O sertão é o cenário deste épos roseano, uma savana, que Riobaldo atravessa como Odisseu atravessou o mar. E como aquele grego, Riobaldo está jogado no mundo, pelo qual ele agora anda na busca por um sentido.


Riobaldo é um jagunço, que roda, com seu bando, o sertão no norte de Minas Gerais. Sempre enfrentando as ciladas do diabo, a quem Riobaldo e seus homens encaram de diversas formas: "Cara de gente, cara de cão..." Ou, as vezes, num negro, ou num índio. "Quem tem mais dose de demo em si é índio, qualquer raça de bugre." É por causa do sangue de índio, correndo pelas véias dos caboclos, que deixa os cabloclos ficarem com tanta raiva, se diz no sertão. "Deus é paciência. O contrário, é o diabo."
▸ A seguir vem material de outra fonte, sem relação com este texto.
use super::{ensure, select, select_one, Check, CheckResult, Violation};
use crate::page::Page;

const GROUP: &str = "Page structure";

pub const FULL_NAME: &str = "Luke Withey";
pub const ROLE_KEYWORD: &str = "Product";
pub const CANVAS_ID: &str = "header-particles";
pub const MIN_NAV_LINKS: usize = 3;

pub static CHECKS: &[Check] = &[
    Check {
        group: GROUP,
        name: "page title contains the full name",
        run: title_has_name,
    },
    Check {
        group: GROUP,
        name: "h1 contains the full name",
        run: heading_has_name,
    },
    Check {
        group: GROUP,
        name: "h2 contains job title",
        run: subheading_has_role,
    },
    Check {
        group: GROUP,
        name: "profile image is present with a src",
        run: profile_image_has_src,
    },
    Check {
        group: GROUP,
        name: "profile image has alt text",
        run: profile_image_has_alt,
    },
    Check {
        group: GROUP,
        name: "career section exists",
        run: career_exists,
    },
    Check {
        group: GROUP,
        name: "patents section exists",
        run: patents_exists,
    },
    Check {
        group: GROUP,
        name: "certificates section exists",
        run: certificates_exists,
    },
    Check {
        group: GROUP,
        name: "canvas animation element is inside the header",
        run: canvas_in_header,
    },
    Check {
        group: GROUP,
        name: "canvas has aria-hidden for accessibility",
        run: canvas_is_aria_hidden,
    },
    Check {
        group: GROUP,
        name: "nav contains at least 3 social icon links",
        run: nav_has_links,
    },
    Check {
        group: GROUP,
        name: "career section contains at least one entry",
        run: career_has_entries,
    },
    Check {
        group: GROUP,
        name: "patents section contains at least one entry",
        run: patents_have_entries,
    },
];

fn text_contains(page: &Page, selector: &str, needle: &str) -> CheckResult {
    let text = select_one(page, selector)?.text_content();
    let text = text.trim();
    ensure(
        text.contains(needle),
        &format!("`{}` text containing {:?}", selector, needle),
        || format!("{:?}", text),
    )
}

fn title_has_name(page: &Page) -> CheckResult {
    text_contains(page, "title", FULL_NAME)
}

fn heading_has_name(page: &Page) -> CheckResult {
    text_contains(page, "header h1", FULL_NAME)
}

fn subheading_has_role(page: &Page) -> CheckResult {
    text_contains(page, "header h2", ROLE_KEYWORD)
}

fn profile_image_attribute(page: &Page, attribute: &str) -> CheckResult {
    let img = select_one(page, "header img")?;
    let value = img.get_attribute(attribute);
    ensure(
        value.map_or(false, |v| !v.is_empty()),
        &format!("a non-empty {} on the header image", attribute),
        || match value {
            Some(_) => "an empty value".to_string(),
            None => "no attribute".to_string(),
        },
    )
}

fn profile_image_has_src(page: &Page) -> CheckResult {
    profile_image_attribute(page, "src")
}

fn profile_image_has_alt(page: &Page) -> CheckResult {
    profile_image_attribute(page, "alt")
}

fn section_exists(page: &Page, id: &str) -> CheckResult {
    ensure(
        page.document().get_element_by_id(id).is_some(),
        &format!("an element with id {:?}", id),
        || "none".to_string(),
    )
}

fn career_exists(page: &Page) -> CheckResult {
    section_exists(page, "career")
}

fn patents_exists(page: &Page) -> CheckResult {
    section_exists(page, "patents")
}

fn certificates_exists(page: &Page) -> CheckResult {
    section_exists(page, "certificates")
}

fn canvas_in_header(page: &Page) -> CheckResult {
    let canvas = select_one(page, &format!("header #{}", CANVAS_ID))?;
    ensure(canvas.name == "canvas", "a canvas element", || {
        format!("<{}>", canvas.name)
    })
}

fn canvas_is_aria_hidden(page: &Page) -> CheckResult {
    let canvas = select_one(page, &format!("#{}", CANVAS_ID))?;
    let hidden = canvas.get_attribute("aria-hidden");
    ensure(hidden == Some("true"), "aria-hidden=\"true\"", || {
        format!("{:?}", hidden)
    })
}

fn nav_has_links(page: &Page) -> CheckResult {
    let count = select(page, "header nav a")?.len();
    ensure(
        count >= MIN_NAV_LINKS,
        &format!("at least {} links in the header nav", MIN_NAV_LINKS),
        || format!("{}", count),
    )
}

fn has_entries(page: &Page, section: &str) -> CheckResult {
    let selector = format!("#{} li", section);
    if select(page, &selector)?.is_empty() {
        return Err(Violation::new(
            format!("at least one `{}`", selector),
            "none",
        ));
    }
    Ok(())
}

fn career_has_entries(page: &Page) -> CheckResult {
    has_entries(page, "career")
}

fn patents_have_entries(page: &Page) -> CheckResult {
    has_entries(page, "patents")
}

#[cfg(test)]
mod tests {
    use super::*;

    static HEADER: &str = r#"
        <head><title>Luke Withey | Portfolio</title></head>
        <header>
            <canvas id="header-particles" aria-hidden="true"></canvas>
            <img src="images/luke.jpg" alt="Portrait">
            <h1>
                Luke Withey
            </h1>
            <h2>Senior Product Manager</h2>
            <nav><a href="https://a">a</a><a href="https://b">b</a><a href="https://c">c</a></nav>
        </header>"#;

    fn page(markup: &str) -> Page {
        Page::from_sources(markup, "")
    }

    #[test]
    fn test_header_content() {
        let p = page(HEADER);
        assert_eq!(title_has_name(&p), Ok(()));
        assert_eq!(heading_has_name(&p), Ok(()));
        assert_eq!(subheading_has_role(&p), Ok(()));
        assert_eq!(profile_image_has_src(&p), Ok(()));
        assert_eq!(profile_image_has_alt(&p), Ok(()));
        assert_eq!(canvas_in_header(&p), Ok(()));
        assert_eq!(canvas_is_aria_hidden(&p), Ok(()));
        assert_eq!(nav_has_links(&p), Ok(()));
    }

    #[test]
    fn test_name_split_across_inline_elements() {
        let p = page(
            "<header><h1><span>Luke</span> <span>Withey</span></h1>\n\
             <h2><em>Senior</em> <strong>Product</strong> Manager</h2></header>",
        );
        assert_eq!(heading_has_name(&p), Ok(()));
        assert_eq!(subheading_has_role(&p), Ok(()));
    }

    #[test]
    fn test_heading_outside_header_does_not_count() {
        let p = page("<main><h1>Luke Withey</h1></main><header><h1>Someone</h1></header>");
        assert_eq!(
            heading_has_name(&p),
            Err(Violation::new(
                "`header h1` text containing \"Luke Withey\"",
                "\"Someone\""
            ))
        );
    }

    #[test]
    fn test_profile_image() {
        let p = page(r#"<header><img src="" ></header>"#);
        assert_eq!(
            profile_image_has_src(&p).unwrap_err().observed,
            "an empty value"
        );
        assert_eq!(profile_image_has_alt(&p).unwrap_err().observed, "no attribute");

        let p = page(r#"<img src="a.jpg" alt="outside">"#);
        assert_eq!(
            profile_image_has_src(&p),
            Err(Violation::new("an element matching `header img`", "none"))
        );
    }

    #[test]
    fn test_canvas() {
        let p = page(r#"<header><div id="header-particles" aria-hidden="false"></div></header>"#);
        assert_eq!(canvas_in_header(&p).unwrap_err().observed, "<div>");
        assert_eq!(
            canvas_is_aria_hidden(&p).unwrap_err().observed,
            "Some(\"false\")"
        );

        // Outside the header is enough for the aria check, not for placement
        let p = page(r#"<canvas id="header-particles" aria-hidden="true"></canvas><header></header>"#);
        assert!(canvas_in_header(&p).is_err());
        assert_eq!(canvas_is_aria_hidden(&p), Ok(()));
    }

    #[test]
    fn test_nav_links() {
        let p = page("<header><nav><a>a</a><a>b</a></nav></header><nav><a>c</a></nav>");
        assert_eq!(nav_has_links(&p).unwrap_err().observed, "2");
    }

    #[test]
    fn test_sections() {
        let p = page(
            r#"<section id="career"><ul><li>Job</li></ul></section>
               <section id="patents"><ul></ul></section>"#,
        );
        assert_eq!(career_exists(&p), Ok(()));
        assert_eq!(patents_exists(&p), Ok(()));
        assert!(certificates_exists(&p).is_err());
        assert_eq!(career_has_entries(&p), Ok(()));
        assert_eq!(
            patents_have_entries(&p),
            Err(Violation::new("at least one `#patents li`", "none"))
        );
    }
}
Será que foi o diabo com quem Riobaldo tem feito um pacto e que, agora, está ao lado dele? Embaixo de um sol sem piedade, no meio de uma natureza secada, o homem se perde, caminha sem rumo; sempre procurando tirar da terra seca-dura sua sobrevivência. "Sertão é o penal, criminal. Sertão é onde homem tem de ter a dura nuca e mão quadrada."


"…todo-o-mundo é louco. O senhor, eu, nós, as pessoas todas. Por isso é que se carece principalmente de religião: para se desendoidecer, desdoidar. Reza é que sara de loucura."


Mas onde há Deus, também tem de haver, necessariamente, o diabo. "O que não é Deus, é estado do demônio. Deus existe mesmo quando não há. Mas o demônio não precisa de existir para haver - a gente sabendo que ele não existe, aí é que ele toma conta de tudo. O inferno é um sem-fim que nem não se pode ver."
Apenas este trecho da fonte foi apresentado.